A decline in the number of students enrolled in the state’s public schools means less money is allocated to Alabama’s schools, Butler said. Public schools receive state funding based upon the number of enrolled students. Educators believe the decline in enrollment is because some parents are not sending their children back to schools during the COVID-19 pandemic.
Butler said some educators believe a number of those students will return to school in the fall, and to help schools weather the dip in funding, Ivey’s budget includes a one-time $95 million appropriation that Butler said would “basically replace the funding that would be reduced because of fewer students.”
Ivey’s proposed budget also increases pre-K funding by $27 million, which Butler said would pay for an additional 207 classrooms and bring in approximately 3,726 more 4-year-olds. All of the state’s 2 and 4-year colleges and universities would see increases in funding of between 6 percent and 7 percent in Ivey’s budget, Butler said.
The General Fund
Ivey’s General Fund budget proposal includes a 2 percent cost-of-living raise for state workers, at a cost of approximately $13.6 million.

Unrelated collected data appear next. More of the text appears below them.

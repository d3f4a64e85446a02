//! HMAC-SHA256 over stored ciphertext (encrypt-then-MAC).
//!
//! Verification runs before any decryption attempt, so a record altered at
//! rest is rejected without touching the AEAD layer.

use ring::hmac;

use crate::memory::SecretBytes;

/// HMAC-SHA256 key length in bytes.
pub const MAC_KEY_LEN: usize = 32;

/// HMAC-SHA256 tag length in bytes.
pub const MAC_LEN: usize = 32;

/// Compute the HMAC-SHA256 tag of `data`.
#[must_use]
pub fn sign(data: &[u8], key: &SecretBytes<MAC_KEY_LEN>) -> [u8; MAC_LEN] {
    let key = hmac::Key::new(hmac::HMAC_SHA256, key.expose());
    let tag = hmac::sign(&key, data);
    let mut out = [0u8; MAC_LEN];
    out.copy_from_slice(tag.as_ref());
    out
}

/// Check `tag` against `data` in constant time.
///
/// A tag of the wrong length simply fails to verify.
#[must_use]
pub fn verify(data: &[u8], tag: &[u8], key: &SecretBytes<MAC_KEY_LEN>) -> bool {
    let key = hmac::Key::new(hmac::HMAC_SHA256, key.expose());
    hmac::verify(&key, data, tag).is_ok()
}
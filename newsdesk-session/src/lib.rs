//! # newsdesk-session
//!
//! The stateful coordinator of the newsdesk pipeline. A [`Session`] holds
//! one topic's corpus and conversation history: the first call builds the
//! corpus and streams an answer, follow-ups reuse the corpus and only
//! re-run retrieval and generation. The [`SessionManager`] keeps sessions
//! keyed by id so concurrent users never share one.

pub mod error;
pub mod manager;
pub mod prompt;
pub mod session;

pub use error::SessionError;
pub use manager::SessionManager;
pub use prompt::{SYSTEM_INSTRUCTION, build_prompt};
pub use session::{AnswerStream, GENERATION_INTERRUPTED_MARKER, Session};
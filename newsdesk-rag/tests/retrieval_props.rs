//! Property tests for chunk coverage and index search ordering.

use newsdesk_core::Document;
use newsdesk_rag::chunker::WindowChunker;
use newsdesk_rag::index::FlatL2Index;
use proptest::prelude::*;

/// Generate document bodies with a mix of ASCII and multibyte characters.
fn arb_body() -> impl Strategy<Value = String> {
    proptest::collection::vec(
        prop_oneof![
            proptest::char::range('a', 'z'),
            Just(' '),
            Just('é'),
            Just('→'),
            Just('。'),
        ],
        0..300,
    )
    .prop_map(|chars| chars.into_iter().collect())
}

/// Generate a (chunk_size, chunk_overlap) pair with overlap < size.
fn arb_window() -> impl Strategy<Value = (usize, usize)> {
    (2usize..60).prop_flat_map(|size| (Just(size), 0..size))
}

mod prop_chunk_coverage {
    use super::*;

    proptest! {
        #![proptest_config(ProptestConfig::with_cases(200))]

        /// Every character of every document appears in some chunk, and
        /// consecutive chunks of one document overlap by exactly the
        /// configured number of characters (the last chunk may simply be
        /// shorter).
        #[test]
        fn chunks_cover_documents_with_exact_overlap(
            bodies in proptest::collection::vec(arb_body(), 1..4),
            (size, overlap) in arb_window(),
        ) {
            let documents: Vec<Document> = bodies
                .iter()
                .enumerate()
                .map(|(i, body)| Document::new(body.clone(), format!("doc-{i}")))
                .collect();

            let chunker = WindowChunker::new(size, overlap).unwrap();
            let chunks = chunker.chunk(&documents);

            // Positions form the sequence 0..N-1.
            for (i, chunk) in chunks.iter().enumerate() {
                prop_assert_eq!(chunk.position, i);
            }

            for document in &documents {
                let doc_chunks: Vec<_> =
                    chunks.iter().filter(|c| c.source_id == document.source_id).collect();

                if document.text.is_empty() {
                    prop_assert!(doc_chunks.is_empty());
                    continue;
                }

                // Reassembling the chunks minus their overlap reproduces
                // the document, which implies full coverage.
                let mut reassembled = String::new();
                for (i, chunk) in doc_chunks.iter().enumerate() {
                    if i == 0 {
                        reassembled.push_str(&chunk.text);
                    } else {
                        reassembled.extend(chunk.text.chars().skip(overlap));
                    }
                }
                prop_assert_eq!(&reassembled, &document.text);

                // Exact overlap between consecutive chunks.
                for pair in doc_chunks.windows(2) {
                    let a: Vec<char> = pair[0].text.chars().collect();
                    let b: Vec<char> = pair[1].text.chars().collect();
                    prop_assert!(b.len() >= overlap);
                    prop_assert_eq!(&a[a.len() - overlap..], &b[..overlap]);
                }

                // Every chunk respects the window, and only the last may
                // be shorter than a full window when the document is long
                // enough to need more than one.
                for chunk in &doc_chunks {
                    prop_assert!(chunk.text.chars().count() <= size);
                }
            }
        }
    }
}

mod prop_index_ordering {
    use super::*;

    const DIM: usize = 8;

    fn arb_vector() -> impl Strategy<Value = Vec<f32>> {
        proptest::collection::vec(-10.0f32..10.0, DIM)
    }

    proptest! {
        #![proptest_config(ProptestConfig::with_cases(200))]

        /// Search returns `min(k, rows)` hits ordered by ascending
        /// distance with ties broken by ascending row position.
        #[test]
        fn results_ascend_with_stable_ties(
            rows in proptest::collection::vec(arb_vector(), 1..24),
            query in arb_vector(),
            k in 1usize..30,
        ) {
            let row_count = rows.len();
            let index = FlatL2Index::build(DIM, rows).unwrap();
            let hits = index.search(&query, k).unwrap();

            prop_assert_eq!(hits.len(), k.min(row_count));

            for pair in hits.windows(2) {
                prop_assert!(
                    pair[0].distance < pair[1].distance
                        || (pair[0].distance == pair[1].distance
                            && pair[0].position < pair[1].position),
                    "hits out of order: {:?} then {:?}",
                    pair[0],
                    pair[1],
                );
            }
        }
    }
}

“The governor has worked with the Legislature on funding Medicaid at a reduced state amount, due to the higher federal match that has been provided since the COVID pandemic began, so Medicaid will be funded at $51 million less than the current year from the General Fund,” Butler said
Ivey increased funding to the Alabama Department of Corrections by $27.2 million in her proposed budget. Butler said most of that increase would go toward health care for incarcerated people, including mental health services. ADOC is under a court order to improve mental health treatment for inmates.
In addition, the governor included a $37.8 million appropriation to the Department of Corrections conditional on their ability to hire additional correctional officers, Butler said.
ADOC is also under a court order to hire more correctional officers. The U.S. Department of Justice in December sued the state over what the federal government said is likely unconstitutional treatment of prisoners in the state’s overpopulated, understaffed prisons.
Ivey’s proposed budget also calls for $6 million to pay for a fourth mental health crisis center, to be located in the Birmingham-Tuscaloosa area, Butler said. Last year, the Legislature approved funding for three mental health crisis centers.
A 10 percent proposed decrease to the Department of Public Health budget is largely the result of an increase in federal matching funds to the department’s Children’s Health Insurance Program, Butler said, which reduced the state’s cost to operate the program.
The Montgomery Advertiser’s Brian Lyman asked Butler if Ivey’s proposed budget includes more funding for broadband expansion, something that’s been widely discussed by state legislators as a critical need. Butler said the budget does not include additional funding for broadband but does carry over a $20 million allocation in the Education Trust Fund budget for broadband grant programs. That funding has been included in several previous budgets.